## RECORDED DATA
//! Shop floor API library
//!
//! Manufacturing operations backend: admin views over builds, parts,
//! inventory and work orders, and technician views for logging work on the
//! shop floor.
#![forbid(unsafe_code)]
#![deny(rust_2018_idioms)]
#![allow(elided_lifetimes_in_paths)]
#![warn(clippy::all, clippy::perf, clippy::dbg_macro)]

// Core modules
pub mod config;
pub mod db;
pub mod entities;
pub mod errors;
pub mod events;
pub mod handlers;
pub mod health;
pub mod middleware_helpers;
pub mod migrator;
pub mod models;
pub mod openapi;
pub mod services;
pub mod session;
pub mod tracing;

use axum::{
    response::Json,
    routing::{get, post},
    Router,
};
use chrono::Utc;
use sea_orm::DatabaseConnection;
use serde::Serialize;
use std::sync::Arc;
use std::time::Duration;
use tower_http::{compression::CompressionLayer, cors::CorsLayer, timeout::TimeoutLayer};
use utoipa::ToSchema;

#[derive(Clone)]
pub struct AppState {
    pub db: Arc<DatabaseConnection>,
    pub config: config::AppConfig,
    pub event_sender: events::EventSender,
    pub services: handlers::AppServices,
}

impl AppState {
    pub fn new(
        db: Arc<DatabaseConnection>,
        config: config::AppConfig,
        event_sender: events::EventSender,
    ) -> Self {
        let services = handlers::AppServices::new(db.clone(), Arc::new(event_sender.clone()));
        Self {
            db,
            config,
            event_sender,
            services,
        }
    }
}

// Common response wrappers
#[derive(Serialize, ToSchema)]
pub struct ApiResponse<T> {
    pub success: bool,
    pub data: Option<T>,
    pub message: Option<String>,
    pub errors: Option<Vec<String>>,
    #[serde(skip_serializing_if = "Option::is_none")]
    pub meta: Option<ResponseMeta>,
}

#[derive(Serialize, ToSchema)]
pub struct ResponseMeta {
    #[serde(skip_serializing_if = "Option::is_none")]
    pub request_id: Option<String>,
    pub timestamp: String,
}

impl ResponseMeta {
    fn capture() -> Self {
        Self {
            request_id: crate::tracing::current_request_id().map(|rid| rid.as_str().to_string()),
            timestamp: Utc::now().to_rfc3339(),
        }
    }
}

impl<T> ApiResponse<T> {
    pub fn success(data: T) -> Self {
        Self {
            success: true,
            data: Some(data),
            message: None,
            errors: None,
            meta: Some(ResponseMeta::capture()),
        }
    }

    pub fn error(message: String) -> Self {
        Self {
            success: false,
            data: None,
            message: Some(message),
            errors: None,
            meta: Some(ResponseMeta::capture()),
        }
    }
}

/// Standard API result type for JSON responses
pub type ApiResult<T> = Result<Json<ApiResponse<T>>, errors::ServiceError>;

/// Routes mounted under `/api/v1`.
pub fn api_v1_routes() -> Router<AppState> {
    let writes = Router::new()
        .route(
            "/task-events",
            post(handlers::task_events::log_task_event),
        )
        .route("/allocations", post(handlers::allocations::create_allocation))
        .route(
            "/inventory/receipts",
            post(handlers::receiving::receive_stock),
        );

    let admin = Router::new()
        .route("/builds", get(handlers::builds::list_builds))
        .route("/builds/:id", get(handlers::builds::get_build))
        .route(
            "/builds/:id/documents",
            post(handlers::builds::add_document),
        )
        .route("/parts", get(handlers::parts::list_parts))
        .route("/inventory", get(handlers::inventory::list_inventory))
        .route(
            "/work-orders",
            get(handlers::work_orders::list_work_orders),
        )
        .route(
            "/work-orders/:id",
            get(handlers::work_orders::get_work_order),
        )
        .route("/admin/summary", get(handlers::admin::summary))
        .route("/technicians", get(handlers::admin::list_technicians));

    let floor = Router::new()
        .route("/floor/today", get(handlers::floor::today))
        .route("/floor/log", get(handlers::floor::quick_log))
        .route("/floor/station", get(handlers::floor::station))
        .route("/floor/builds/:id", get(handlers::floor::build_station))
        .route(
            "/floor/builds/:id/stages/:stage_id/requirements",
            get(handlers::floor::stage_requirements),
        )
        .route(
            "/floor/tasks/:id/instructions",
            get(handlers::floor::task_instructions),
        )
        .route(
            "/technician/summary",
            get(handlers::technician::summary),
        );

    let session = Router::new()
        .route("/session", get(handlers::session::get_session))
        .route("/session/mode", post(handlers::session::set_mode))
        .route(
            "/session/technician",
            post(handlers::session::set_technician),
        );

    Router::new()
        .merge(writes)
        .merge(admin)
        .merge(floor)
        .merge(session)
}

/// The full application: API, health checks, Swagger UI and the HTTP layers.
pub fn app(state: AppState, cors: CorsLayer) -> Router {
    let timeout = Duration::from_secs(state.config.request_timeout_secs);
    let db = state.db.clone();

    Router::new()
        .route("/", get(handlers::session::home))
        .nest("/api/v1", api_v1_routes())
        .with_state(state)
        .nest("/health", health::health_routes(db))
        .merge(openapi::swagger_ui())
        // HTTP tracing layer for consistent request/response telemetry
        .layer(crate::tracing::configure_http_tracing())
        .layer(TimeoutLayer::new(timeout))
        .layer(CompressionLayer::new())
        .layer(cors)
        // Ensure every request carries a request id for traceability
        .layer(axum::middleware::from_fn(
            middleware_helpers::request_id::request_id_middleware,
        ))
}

## WORK INSTRUCTION
Output each line of the listing above that has "nest".

## FINISHED TASK
        .nest("/api/v1", api_v1_routes())
        .nest("/health", health::health_routes(db))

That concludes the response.